- _Task objective_: Using the records below, find every line that includes "false" and copy it.

(Source data)

=======

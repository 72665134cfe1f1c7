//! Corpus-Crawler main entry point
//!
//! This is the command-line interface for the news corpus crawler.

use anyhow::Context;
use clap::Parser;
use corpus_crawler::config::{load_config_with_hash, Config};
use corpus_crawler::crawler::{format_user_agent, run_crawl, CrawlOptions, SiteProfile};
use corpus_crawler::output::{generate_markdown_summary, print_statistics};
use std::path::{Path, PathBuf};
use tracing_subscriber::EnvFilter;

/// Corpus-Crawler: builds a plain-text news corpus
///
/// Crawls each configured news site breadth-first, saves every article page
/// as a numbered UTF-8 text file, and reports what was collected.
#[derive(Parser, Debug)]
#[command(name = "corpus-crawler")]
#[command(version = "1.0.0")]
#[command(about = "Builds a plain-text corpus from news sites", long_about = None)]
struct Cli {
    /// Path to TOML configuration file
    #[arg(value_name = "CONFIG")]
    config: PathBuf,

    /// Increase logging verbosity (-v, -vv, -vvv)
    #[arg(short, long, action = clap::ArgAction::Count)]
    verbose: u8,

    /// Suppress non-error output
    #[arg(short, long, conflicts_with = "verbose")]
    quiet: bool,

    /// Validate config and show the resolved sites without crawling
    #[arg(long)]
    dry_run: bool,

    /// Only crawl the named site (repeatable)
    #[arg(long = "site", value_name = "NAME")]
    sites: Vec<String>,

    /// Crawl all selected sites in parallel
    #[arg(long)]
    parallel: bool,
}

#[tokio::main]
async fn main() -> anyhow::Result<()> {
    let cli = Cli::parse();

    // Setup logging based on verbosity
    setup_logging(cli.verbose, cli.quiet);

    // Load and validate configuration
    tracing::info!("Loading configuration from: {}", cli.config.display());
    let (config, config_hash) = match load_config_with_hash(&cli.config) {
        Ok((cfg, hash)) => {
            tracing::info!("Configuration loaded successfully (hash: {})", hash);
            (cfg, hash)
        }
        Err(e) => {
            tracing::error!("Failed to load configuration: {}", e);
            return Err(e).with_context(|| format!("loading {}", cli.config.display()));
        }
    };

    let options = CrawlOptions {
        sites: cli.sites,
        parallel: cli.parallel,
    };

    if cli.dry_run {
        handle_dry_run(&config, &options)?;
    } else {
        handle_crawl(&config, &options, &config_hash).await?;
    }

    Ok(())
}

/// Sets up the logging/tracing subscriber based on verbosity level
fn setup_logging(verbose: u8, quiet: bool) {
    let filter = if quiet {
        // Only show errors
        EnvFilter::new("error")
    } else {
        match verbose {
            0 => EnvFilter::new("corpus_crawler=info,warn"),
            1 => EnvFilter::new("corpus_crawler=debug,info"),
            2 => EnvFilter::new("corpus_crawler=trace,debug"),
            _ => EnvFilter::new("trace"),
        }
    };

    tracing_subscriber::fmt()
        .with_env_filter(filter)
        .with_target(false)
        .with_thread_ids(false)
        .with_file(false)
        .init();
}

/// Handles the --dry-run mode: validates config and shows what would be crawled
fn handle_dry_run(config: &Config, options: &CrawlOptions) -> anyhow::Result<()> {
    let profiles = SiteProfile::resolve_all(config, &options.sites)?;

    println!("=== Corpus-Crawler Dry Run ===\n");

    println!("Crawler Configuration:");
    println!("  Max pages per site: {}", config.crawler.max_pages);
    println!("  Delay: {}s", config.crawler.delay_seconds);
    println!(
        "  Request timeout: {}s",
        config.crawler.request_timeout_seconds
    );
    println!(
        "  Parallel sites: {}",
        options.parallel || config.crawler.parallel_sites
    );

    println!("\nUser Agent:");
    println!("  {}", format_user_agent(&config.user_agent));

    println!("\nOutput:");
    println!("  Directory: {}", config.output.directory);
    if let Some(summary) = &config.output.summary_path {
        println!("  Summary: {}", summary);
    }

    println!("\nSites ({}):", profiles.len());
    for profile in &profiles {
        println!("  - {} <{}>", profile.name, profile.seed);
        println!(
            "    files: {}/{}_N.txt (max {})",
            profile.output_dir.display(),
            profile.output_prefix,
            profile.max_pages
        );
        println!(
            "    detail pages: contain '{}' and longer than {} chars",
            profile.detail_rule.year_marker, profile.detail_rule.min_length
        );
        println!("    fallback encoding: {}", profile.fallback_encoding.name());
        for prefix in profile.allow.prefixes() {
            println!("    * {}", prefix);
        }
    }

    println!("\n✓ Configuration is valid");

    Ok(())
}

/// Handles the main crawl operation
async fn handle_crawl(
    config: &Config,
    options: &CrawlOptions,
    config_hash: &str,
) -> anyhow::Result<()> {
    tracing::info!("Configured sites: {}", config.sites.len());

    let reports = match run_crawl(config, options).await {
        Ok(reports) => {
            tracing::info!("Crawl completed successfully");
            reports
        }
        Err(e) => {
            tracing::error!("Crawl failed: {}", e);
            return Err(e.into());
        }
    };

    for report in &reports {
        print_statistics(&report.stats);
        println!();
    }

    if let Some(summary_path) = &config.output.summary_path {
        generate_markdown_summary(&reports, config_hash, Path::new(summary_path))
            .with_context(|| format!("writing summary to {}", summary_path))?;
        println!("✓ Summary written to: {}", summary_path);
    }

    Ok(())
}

=======

- _Response area_:
        .with_target(false)
        .with_thread_ids(false)
        .with_file(false)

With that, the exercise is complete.